With me, but I guess that idea is moot. “I wouldn’t have kissed you if I’d known you were going to choose him anyway.”

“Choose him? All I did was drop him off at the airport.”

Says her. “Of course you’d choose him; he’s your boyfriend. It just would have been nice if you told me who you wanted to be with before all of this.” I point between us.

“Jake, listen to me. Vance had a family emergency, and needed a ride to the airport. I couldn’t just tell him to fuck off.”

“Don’t lie to me anymore,” I yell.

“I’m not.” Tears stream down her face.

“I have feelings for you. I’ve had them for a long time.”

She pauses. “You weren’t BSing me?”

“Of course not. And I thought you had them, too. Guess I was wrong.” I start to walk away. “I’ll move my stuff out by tomorrow.”

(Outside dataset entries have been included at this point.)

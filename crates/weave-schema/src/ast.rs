//! Syntax tree produced by the parser. Names are unresolved; spans cover the
//! whole construct unless noted.

use weave_common::Span;

#[derive(Debug, Clone, PartialEq)]
pub struct SourceFile {
    pub decls: Vec<Decl>,
}

/// A name with the span of the identifier alone.
#[derive(Debug, Clone, PartialEq, Eq)]
pub struct Name {
    pub text: String,
    pub span: Span,
}

/// A written type such as `Tree<List<T>>`.
#[derive(Debug, Clone, PartialEq, Eq)]
pub struct TypeRef {
    pub name: Name,
    pub args: Vec<TypeRef>,
    pub span: Span,
}

#[derive(Debug, Clone, PartialEq)]
pub enum Literal {
    Int(i64),
    Float(f64),
    Str(String),
    Bool(bool),
    EmptyList,
}

#[derive(Debug, Clone, PartialEq)]
pub struct FieldDecl {
    pub name: Name,
    pub ty: TypeRef,
    /// Written `T*`.
    pub variadic: bool,
    pub default: Option<Literal>,
    pub span: Span,
}

#[derive(Debug, Clone, PartialEq)]
pub struct VariantDecl {
    pub name: Name,
    /// `None` for a bare `Red`; `Some(vec![])` for `Red()`.
    pub fields: Option<Vec<FieldDecl>>,
    /// The `: Expr<Int>` result type restricting this variant.
    pub pinned: Option<TypeRef>,
    pub span: Span,
}

#[derive(Debug, Clone, Copy, PartialEq, Eq)]
pub enum ProductKind {
    Struct,
    Newtype,
}

#[derive(Debug, Clone, PartialEq)]
pub enum Decl {
    Opaque {
        name: Name,
        params: Vec<Name>,
        span: Span,
    },
    Product {
        kind: ProductKind,
        name: Name,
        params: Vec<Name>,
        fields: Vec<FieldDecl>,
        span: Span,
    },
    Object {
        name: Name,
        span: Span,
    },
    Enum {
        name: Name,
        params: Vec<Name>,
        variants: Vec<VariantDecl>,
        span: Span,
    },
    Capability {
        name: Name,
        hooks: Vec<Name>,
        span: Span,
    },
    Instance {
        capability: Name,
        ty: TypeRef,
        requires: Vec<TypeRef>,
        span: Span,
    },
    Derive {
        capability: Name,
        ty: TypeRef,
        span: Span,
    },
}

impl Decl {
    pub fn span(&self) -> Span {
        match self {
            Decl::Opaque { span, .. }
            | Decl::Product { span, .. }
            | Decl::Object { span, .. }
            | Decl::Enum { span, .. }
            | Decl::Capability { span, .. }
            | Decl::Instance { span, .. }
            | Decl::Derive { span, .. } => *span,
        }
    }
}
use anyhow::Error as Anyhow;
use clap::Subcommand;
use derive_more::From;

mod play;

/// The demos the command line can run.
#[derive(From, Subcommand)]
pub enum Applet {
    /// Plays a game of random legal moves from the starting position, printing every board.
    Play(play::Play),
}

/// Without a subcommand, a single random game is played.
impl Default for Applet {
    fn default() -> Self {
        play::Play::default().into()
    }
}

impl Applet {
    pub fn execute(self) -> Result<(), Anyhow> {
        match self {
            Applet::Play(a) => Ok(a.execute()?),
        }
    }
}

I never intended to walk away. I didn’t plan on parting ways like this. But now, what’s the point of staying if the one you love would rather be with someone else? I’m crushed that she’d choose him over me. I’m angry that she let me believe that we had a chance. Why didn’t she say anything before? Why wasn’t she honest with me about how she felt? Am I the person every woman fucks before they find the love of their life? And I thought Mia was different, that I could be her one-and-only.

I’m almost to my room when a gentle hand brushes mine. So soft and warm. Mia’s touch is too tempting to resist.

“Don’t go,” she speaks softly.

I can’t look at her. I’m afraid if I do, I’ll break down.

She walks around to face me. Her expression is soft with either compassion or pity. I’d rather not have either. I’m not a charity case. But I can’t help myself. I lean into her touch as she holds my face with both hands. Her body is so close to mine. My heart races. Despite my protesting brain and my breaking heart, my dick salutes her.

Before I know what’s happening, she leans forward and touches her lips to mine with a tender kiss. Why? I should pull away. Nothing I could do now will change her mind.

But she is my weakness.

That’s the one thing I can’t deny about her. I find myself enraptured. Why do I keep torturing myself with this hope?